━━━━━ Supplied data ━━━━━
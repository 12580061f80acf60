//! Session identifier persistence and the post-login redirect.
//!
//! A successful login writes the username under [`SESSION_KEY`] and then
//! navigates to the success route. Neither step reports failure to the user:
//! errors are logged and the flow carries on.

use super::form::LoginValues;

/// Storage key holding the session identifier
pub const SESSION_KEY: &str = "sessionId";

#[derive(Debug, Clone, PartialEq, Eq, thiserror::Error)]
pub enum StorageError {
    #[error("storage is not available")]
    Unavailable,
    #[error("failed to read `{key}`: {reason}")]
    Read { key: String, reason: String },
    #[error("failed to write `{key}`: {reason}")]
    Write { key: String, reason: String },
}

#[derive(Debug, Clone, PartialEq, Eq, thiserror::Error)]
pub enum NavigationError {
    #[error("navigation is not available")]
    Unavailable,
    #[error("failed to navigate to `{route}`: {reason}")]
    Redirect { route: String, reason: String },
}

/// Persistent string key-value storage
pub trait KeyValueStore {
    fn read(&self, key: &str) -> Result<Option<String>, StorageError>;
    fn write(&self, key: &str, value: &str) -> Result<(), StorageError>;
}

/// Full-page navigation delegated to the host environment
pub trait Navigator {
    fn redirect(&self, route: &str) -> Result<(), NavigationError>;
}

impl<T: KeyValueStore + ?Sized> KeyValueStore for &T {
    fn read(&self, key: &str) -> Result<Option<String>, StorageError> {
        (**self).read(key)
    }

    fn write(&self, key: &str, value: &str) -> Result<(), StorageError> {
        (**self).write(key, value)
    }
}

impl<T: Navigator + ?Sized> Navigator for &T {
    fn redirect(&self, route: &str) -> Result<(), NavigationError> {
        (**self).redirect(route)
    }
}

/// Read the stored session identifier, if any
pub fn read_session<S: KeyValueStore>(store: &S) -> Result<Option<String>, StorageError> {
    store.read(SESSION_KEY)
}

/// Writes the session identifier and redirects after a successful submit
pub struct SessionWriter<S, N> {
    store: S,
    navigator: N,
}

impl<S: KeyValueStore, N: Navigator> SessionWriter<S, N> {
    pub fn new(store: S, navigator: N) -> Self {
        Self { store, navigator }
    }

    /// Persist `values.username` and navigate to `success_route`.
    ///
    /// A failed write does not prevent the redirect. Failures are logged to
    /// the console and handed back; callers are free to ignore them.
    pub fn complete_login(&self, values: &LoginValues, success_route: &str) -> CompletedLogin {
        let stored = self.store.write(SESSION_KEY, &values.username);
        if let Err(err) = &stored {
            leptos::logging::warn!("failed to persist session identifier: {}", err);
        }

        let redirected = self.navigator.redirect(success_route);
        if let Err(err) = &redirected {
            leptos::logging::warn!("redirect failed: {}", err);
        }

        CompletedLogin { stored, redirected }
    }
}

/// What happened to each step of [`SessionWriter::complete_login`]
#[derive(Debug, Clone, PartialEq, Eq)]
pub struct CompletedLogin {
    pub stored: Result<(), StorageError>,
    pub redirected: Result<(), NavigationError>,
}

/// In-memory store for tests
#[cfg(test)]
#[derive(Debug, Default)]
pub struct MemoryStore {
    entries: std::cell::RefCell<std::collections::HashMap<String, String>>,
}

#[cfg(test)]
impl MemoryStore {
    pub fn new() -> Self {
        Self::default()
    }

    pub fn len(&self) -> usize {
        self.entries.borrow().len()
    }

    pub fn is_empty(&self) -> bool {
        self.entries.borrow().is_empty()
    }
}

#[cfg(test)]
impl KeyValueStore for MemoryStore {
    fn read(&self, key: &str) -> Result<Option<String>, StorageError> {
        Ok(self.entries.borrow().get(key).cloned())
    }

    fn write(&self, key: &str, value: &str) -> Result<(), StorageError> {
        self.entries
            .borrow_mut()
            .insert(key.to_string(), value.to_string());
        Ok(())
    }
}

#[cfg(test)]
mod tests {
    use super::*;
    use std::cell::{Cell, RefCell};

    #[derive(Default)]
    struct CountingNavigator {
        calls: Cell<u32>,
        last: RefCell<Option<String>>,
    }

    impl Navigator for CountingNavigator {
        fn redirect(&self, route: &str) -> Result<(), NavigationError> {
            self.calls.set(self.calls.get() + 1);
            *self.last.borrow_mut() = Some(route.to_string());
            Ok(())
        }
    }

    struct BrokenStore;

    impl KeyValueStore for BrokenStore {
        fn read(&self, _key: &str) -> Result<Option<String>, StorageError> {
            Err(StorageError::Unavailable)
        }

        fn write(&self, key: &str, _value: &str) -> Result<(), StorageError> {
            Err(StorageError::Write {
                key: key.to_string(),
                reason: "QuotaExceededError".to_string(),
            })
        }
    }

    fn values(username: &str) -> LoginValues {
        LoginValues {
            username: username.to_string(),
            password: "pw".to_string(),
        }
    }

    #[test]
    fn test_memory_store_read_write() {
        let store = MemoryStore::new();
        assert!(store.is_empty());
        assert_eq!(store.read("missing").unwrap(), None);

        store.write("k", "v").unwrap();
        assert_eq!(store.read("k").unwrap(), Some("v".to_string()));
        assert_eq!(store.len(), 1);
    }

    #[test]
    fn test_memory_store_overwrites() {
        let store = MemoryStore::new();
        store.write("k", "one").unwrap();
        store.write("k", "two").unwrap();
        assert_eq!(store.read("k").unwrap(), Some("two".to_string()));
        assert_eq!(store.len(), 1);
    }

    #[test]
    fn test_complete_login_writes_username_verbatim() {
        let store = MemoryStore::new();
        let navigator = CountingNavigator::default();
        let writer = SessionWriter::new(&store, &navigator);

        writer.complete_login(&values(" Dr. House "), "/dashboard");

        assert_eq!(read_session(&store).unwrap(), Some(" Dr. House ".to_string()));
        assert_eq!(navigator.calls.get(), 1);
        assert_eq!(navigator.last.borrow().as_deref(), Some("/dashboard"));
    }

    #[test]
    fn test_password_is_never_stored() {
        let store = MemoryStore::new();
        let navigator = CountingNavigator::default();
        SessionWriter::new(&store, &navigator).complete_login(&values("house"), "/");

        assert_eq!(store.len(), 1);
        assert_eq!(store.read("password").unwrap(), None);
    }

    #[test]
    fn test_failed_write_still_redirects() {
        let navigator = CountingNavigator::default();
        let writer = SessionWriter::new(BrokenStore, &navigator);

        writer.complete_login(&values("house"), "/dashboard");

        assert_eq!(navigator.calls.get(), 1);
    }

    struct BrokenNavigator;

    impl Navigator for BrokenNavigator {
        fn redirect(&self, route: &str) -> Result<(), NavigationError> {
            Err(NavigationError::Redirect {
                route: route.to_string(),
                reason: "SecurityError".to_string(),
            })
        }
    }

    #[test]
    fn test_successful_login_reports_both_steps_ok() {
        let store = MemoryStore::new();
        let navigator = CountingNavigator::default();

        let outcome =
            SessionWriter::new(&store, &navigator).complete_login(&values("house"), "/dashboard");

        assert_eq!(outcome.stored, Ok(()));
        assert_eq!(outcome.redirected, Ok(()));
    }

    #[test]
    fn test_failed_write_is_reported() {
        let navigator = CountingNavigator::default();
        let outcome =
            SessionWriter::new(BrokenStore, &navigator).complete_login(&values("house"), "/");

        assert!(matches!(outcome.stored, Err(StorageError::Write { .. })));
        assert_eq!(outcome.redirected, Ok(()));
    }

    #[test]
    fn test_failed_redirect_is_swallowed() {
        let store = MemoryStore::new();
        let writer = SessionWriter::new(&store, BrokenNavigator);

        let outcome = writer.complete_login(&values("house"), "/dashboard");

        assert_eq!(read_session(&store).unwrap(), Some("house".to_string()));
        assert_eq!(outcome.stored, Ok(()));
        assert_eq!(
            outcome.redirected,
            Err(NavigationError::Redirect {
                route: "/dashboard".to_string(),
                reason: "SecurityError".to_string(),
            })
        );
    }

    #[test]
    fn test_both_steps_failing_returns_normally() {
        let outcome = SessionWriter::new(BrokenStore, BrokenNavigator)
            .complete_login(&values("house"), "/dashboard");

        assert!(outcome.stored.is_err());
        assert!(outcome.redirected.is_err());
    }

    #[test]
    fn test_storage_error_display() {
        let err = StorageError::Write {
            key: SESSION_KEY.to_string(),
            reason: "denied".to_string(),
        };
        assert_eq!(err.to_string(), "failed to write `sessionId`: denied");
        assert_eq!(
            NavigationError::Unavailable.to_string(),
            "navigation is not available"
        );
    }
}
━━━━━
--- Task prompt ---
Which lines of the records hold the string "last"? Copy each one.

--- Exercise response ---
        last: RefCell<Option<String>>,
            *self.last.borrow_mut() = Some(route.to_string());
        assert_eq!(navigator.last.borrow().as_deref(), Some("/dashboard"));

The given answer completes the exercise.